[Provided records — start]

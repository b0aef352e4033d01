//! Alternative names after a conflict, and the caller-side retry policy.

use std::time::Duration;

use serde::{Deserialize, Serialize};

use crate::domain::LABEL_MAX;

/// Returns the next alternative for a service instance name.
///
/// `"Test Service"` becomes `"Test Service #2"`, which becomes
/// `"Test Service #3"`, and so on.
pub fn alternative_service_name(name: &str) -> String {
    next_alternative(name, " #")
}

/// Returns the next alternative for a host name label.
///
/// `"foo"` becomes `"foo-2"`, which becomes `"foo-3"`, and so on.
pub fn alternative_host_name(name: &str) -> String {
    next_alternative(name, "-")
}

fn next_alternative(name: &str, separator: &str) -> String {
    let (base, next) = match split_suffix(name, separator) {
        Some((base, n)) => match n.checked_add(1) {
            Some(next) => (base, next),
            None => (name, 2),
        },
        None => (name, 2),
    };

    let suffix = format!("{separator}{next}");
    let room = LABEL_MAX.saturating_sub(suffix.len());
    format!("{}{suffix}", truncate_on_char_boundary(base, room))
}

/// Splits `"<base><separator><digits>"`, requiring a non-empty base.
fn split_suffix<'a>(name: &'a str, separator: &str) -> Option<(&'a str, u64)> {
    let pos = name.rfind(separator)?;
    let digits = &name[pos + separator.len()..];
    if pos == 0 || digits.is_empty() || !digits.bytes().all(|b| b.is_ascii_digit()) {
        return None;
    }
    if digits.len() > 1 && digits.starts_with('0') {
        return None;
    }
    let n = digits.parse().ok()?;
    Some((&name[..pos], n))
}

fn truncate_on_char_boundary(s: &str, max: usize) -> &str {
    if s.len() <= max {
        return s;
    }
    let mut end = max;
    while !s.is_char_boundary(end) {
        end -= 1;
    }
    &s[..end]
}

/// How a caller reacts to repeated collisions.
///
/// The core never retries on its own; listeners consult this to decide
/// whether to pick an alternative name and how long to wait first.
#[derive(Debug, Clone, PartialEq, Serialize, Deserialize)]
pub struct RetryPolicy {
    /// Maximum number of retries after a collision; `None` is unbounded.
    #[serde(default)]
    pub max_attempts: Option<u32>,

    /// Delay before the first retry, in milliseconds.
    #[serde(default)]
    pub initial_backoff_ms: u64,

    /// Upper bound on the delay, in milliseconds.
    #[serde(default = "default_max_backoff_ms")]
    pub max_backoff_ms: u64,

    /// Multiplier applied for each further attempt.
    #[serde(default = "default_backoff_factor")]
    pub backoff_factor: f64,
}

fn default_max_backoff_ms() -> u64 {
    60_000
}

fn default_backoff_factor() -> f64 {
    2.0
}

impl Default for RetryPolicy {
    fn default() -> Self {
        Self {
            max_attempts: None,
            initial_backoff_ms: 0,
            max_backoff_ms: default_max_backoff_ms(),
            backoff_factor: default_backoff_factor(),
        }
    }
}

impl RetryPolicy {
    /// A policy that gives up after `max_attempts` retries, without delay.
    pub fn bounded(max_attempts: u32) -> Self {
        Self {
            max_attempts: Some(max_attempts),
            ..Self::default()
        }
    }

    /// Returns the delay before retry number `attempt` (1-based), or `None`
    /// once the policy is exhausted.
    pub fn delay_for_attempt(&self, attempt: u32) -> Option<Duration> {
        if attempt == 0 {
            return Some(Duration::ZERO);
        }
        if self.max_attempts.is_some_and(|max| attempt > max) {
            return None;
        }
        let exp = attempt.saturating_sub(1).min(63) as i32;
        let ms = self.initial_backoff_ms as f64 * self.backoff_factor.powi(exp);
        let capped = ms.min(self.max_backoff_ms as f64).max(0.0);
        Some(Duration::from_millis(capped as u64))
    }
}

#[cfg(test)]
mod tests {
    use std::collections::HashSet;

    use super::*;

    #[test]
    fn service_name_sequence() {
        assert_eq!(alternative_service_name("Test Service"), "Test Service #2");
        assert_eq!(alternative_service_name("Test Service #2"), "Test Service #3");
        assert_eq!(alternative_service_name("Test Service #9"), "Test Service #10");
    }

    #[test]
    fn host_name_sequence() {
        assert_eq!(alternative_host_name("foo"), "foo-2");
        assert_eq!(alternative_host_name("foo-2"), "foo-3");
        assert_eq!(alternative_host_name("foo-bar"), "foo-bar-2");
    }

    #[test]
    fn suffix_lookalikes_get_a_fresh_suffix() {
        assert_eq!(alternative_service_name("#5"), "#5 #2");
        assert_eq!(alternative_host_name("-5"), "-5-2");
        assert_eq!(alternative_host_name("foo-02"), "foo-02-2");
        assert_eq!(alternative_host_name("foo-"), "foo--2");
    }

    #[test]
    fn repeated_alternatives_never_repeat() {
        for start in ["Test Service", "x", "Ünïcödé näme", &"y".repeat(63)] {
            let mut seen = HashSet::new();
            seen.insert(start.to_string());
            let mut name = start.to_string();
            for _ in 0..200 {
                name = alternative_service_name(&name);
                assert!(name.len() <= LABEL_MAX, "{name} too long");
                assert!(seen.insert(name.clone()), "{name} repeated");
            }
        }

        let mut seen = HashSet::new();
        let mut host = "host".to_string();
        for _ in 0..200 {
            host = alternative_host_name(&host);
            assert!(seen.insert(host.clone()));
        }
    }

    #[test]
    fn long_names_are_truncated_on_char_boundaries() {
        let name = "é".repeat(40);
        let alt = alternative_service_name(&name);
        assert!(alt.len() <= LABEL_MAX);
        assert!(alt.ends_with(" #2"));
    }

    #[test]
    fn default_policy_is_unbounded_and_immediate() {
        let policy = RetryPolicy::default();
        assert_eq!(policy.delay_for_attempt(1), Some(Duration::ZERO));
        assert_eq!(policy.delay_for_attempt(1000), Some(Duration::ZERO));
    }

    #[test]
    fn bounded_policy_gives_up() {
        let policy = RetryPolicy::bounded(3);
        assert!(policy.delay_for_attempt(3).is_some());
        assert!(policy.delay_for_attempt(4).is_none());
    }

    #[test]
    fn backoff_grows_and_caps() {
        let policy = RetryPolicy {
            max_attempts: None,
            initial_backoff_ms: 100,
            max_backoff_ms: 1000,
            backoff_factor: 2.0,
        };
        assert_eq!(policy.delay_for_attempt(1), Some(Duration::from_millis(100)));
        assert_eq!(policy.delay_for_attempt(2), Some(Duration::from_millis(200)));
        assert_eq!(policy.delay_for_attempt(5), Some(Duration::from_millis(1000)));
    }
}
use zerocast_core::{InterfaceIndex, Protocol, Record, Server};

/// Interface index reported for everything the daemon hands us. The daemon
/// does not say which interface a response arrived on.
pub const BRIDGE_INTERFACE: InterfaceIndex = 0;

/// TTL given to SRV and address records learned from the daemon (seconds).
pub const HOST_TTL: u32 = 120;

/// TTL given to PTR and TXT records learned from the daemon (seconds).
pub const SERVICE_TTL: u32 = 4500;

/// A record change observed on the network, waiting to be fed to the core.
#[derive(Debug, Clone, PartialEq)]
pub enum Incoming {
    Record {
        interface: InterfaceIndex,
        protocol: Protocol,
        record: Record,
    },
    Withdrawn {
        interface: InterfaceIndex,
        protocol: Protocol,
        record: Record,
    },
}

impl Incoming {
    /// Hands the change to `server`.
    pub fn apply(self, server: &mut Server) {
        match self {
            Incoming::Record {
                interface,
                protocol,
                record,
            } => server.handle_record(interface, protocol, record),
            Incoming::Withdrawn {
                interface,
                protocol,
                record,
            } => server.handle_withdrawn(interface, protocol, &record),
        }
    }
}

[Provided records — finish]

§ What the task requires
Write out the entries in full, exactly as given.

§ Response area
repository b0aef352e4033d01
//! Alternative names after a conflict, and the caller-side retry policy.

use std::time::Duration;

use serde::{Deserialize, Serialize};

use crate::domain::LABEL_MAX;

/// Returns the next alternative for a service instance name.
///
/// `"Test Service"` becomes `"Test Service #2"`, which becomes
/// `"Test Service #3"`, and so on.
pub fn alternative_service_name(name: &str) -> String {
    next_alternative(name, " #")
}

/// Returns the next alternative for a host name label.
///
/// `"foo"` becomes `"foo-2"`, which becomes `"foo-3"`, and so on.
pub fn alternative_host_name(name: &str) -> String {
    next_alternative(name, "-")
}

fn next_alternative(name: &str, separator: &str) -> String {
    let (base, next) = match split_suffix(name, separator) {
        Some((base, n)) => match n.checked_add(1) {
            Some(next) => (base, next),
            None => (name, 2),
        },
        None => (name, 2),
    };

    let suffix = format!("{separator}{next}");
    let room = LABEL_MAX.saturating_sub(suffix.len());
    format!("{}{suffix}", truncate_on_char_boundary(base, room))
}

/// Splits `"<base><separator><digits>"`, requiring a non-empty base.
fn split_suffix<'a>(name: &'a str, separator: &str) -> Option<(&'a str, u64)> {
    let pos = name.rfind(separator)?;
    let digits = &name[pos + separator.len()..];
    if pos == 0 || digits.is_empty() || !digits.bytes().all(|b| b.is_ascii_digit()) {
        return None;
    }
    if digits.len() > 1 && digits.starts_with('0') {
        return None;
    }
    let n = digits.parse().ok()?;
    Some((&name[..pos], n))
}

fn truncate_on_char_boundary(s: &str, max: usize) -> &str {
    if s.len() <= max {
        return s;
    }
    let mut end = max;
    while !s.is_char_boundary(end) {
        end -= 1;
    }
    &s[..end]
}

/// How a caller reacts to repeated collisions.
///
/// The core never retries on its own; listeners consult this to decide
/// whether to pick an alternative name and how long to wait first.
#[derive(Debug, Clone, PartialEq, Serialize, Deserialize)]
pub struct RetryPolicy {
    /// Maximum number of retries after a collision; `None` is unbounded.
    #[serde(default)]
    pub max_attempts: Option<u32>,

    /// Delay before the first retry, in milliseconds.
    #[serde(default)]
    pub initial_backoff_ms: u64,

    /// Upper bound on the delay, in milliseconds.
    #[serde(default = "default_max_backoff_ms")]
    pub max_backoff_ms: u64,

    /// Multiplier applied for each further attempt.
    #[serde(default = "default_backoff_factor")]
    pub backoff_factor: f64,
}

fn default_max_backoff_ms() -> u64 {
    60_000
}

fn default_backoff_factor() -> f64 {
    2.0
}

impl Default for RetryPolicy {
    fn default() -> Self {
        Self {
            max_attempts: None,
            initial_backoff_ms: 0,
            max_backoff_ms: default_max_backoff_ms(),
            backoff_factor: default_backoff_factor(),
        }
    }
}

impl RetryPolicy {
    /// A policy that gives up after `max_attempts` retries, without delay.
    pub fn bounded(max_attempts: u32) -> Self {
        Self {
            max_attempts: Some(max_attempts),
            ..Self::default()
        }
    }

    /// Returns the delay before retry number `attempt` (1-based), or `None`
    /// once the policy is exhausted.
    pub fn delay_for_attempt(&self, attempt: u32) -> Option<Duration> {
        if attempt == 0 {
            return Some(Duration::ZERO);
        }
        if self.max_attempts.is_some_and(|max| attempt > max) {
            return None;
        }
        let exp = attempt.saturating_sub(1).min(63) as i32;
        let ms = self.initial_backoff_ms as f64 * self.backoff_factor.powi(exp);
        let capped = ms.min(self.max_backoff_ms as f64).max(0.0);
        Some(Duration::from_millis(capped as u64))
    }
}

#[cfg(test)]
mod tests {
    use std::collections::HashSet;

    use super::*;

    #[test]
    fn service_name_sequence() {
        assert_eq!(alternative_service_name("Test Service"), "Test Service #2");
        assert_eq!(alternative_service_name("Test Service #2"), "Test Service #3");
        assert_eq!(alternative_service_name("Test Service #9"), "Test Service #10");
    }

    #[test]
    fn host_name_sequence() {
        assert_eq!(alternative_host_name("foo"), "foo-2");
        assert_eq!(alternative_host_name("foo-2"), "foo-3");
        assert_eq!(alternative_host_name("foo-bar"), "foo-bar-2");
    }

    #[test]
    fn suffix_lookalikes_get_a_fresh_suffix() {
        assert_eq!(alternative_service_name("#5"), "#5 #2");
        assert_eq!(alternative_host_name("-5"), "-5-2");
        assert_eq!(alternative_host_name("foo-02"), "foo-02-2");
        assert_eq!(alternative_host_name("foo-"), "foo--2");
    }

    #[test]
    fn repeated_alternatives_never_repeat() {
        for start in ["Test Service", "x", "Ünïcödé näme", &"y".repeat(63)] {
            let mut seen = HashSet::new();
            seen.insert(start.to_string());
            let mut name = start.to_string();
            for _ in 0..200 {
                name = alternative_service_name(&name);
                assert!(name.len() <= LABEL_MAX, "{name} too long");
                assert!(seen.insert(name.clone()), "{name} repeated");
            }
        }

        let mut seen = HashSet::new();
        let mut host = "host".to_string();
        for _ in 0..200 {
            host = alternative_host_name(&host);
            assert!(seen.insert(host.clone()));
        }
    }

    #[test]
    fn long_names_are_truncated_on_char_boundaries() {
        let name = "é".repeat(40);
        let alt = alternative_service_name(&name);
        assert!(alt.len() <= LABEL_MAX);
        assert!(alt.ends_with(" #2"));
    }

    #[test]
    fn default_policy_is_unbounded_and_immediate() {
        let policy = RetryPolicy::default();
        assert_eq!(policy.delay_for_attempt(1), Some(Duration::ZERO));
        assert_eq!(policy.delay_for_attempt(1000), Some(Duration::ZERO));
    }

    #[test]
    fn bounded_policy_gives_up() {
        let policy = RetryPolicy::bounded(3);
        assert!(policy.delay_for_attempt(3).is_some());
        assert!(policy.delay_for_attempt(4).is_none());
    }

    #[test]
    fn backoff_grows_and_caps() {
        let policy = RetryPolicy {
            max_attempts: None,
            initial_backoff_ms: 100,
            max_backoff_ms: 1000,
            backoff_factor: 2.0,
        };
        assert_eq!(policy.delay_for_attempt(1), Some(Duration::from_millis(100)));
        assert_eq!(policy.delay_for_attempt(2), Some(Duration::from_millis(200)));
        assert_eq!(policy.delay_for_attempt(5), Some(Duration::from_millis(1000)));
    }
}
use zerocast_core::{InterfaceIndex, Protocol, Record, Server};

/// Interface index reported for everything the daemon hands us. The daemon
/// does not say which interface a response arrived on.
pub const BRIDGE_INTERFACE: InterfaceIndex = 0;

/// TTL given to SRV and address records learned from the daemon (seconds).
pub const HOST_TTL: u32 = 120;

/// TTL given to PTR and TXT records learned from the daemon (seconds).
pub const SERVICE_TTL: u32 = 4500;

/// A record change observed on the network, waiting to be fed to the core.
#[derive(Debug, Clone, PartialEq)]
pub enum Incoming {
    Record {
        interface: InterfaceIndex,
        protocol: Protocol,
        record: Record,
    },
    Withdrawn {
        interface: InterfaceIndex,
        protocol: Protocol,
        record: Record,
    },
}

impl Incoming {
    /// Hands the change to `server`.
    pub fn apply(self, server: &mut Server) {
        match self {
            Incoming::Record {
                interface,
                protocol,
                record,
            } => server.handle_record(interface, protocol, record),
            Incoming::Withdrawn {
                interface,
                protocol,
                record,
            } => server.handle_withdrawn(interface, protocol, &record),
        }
    }
}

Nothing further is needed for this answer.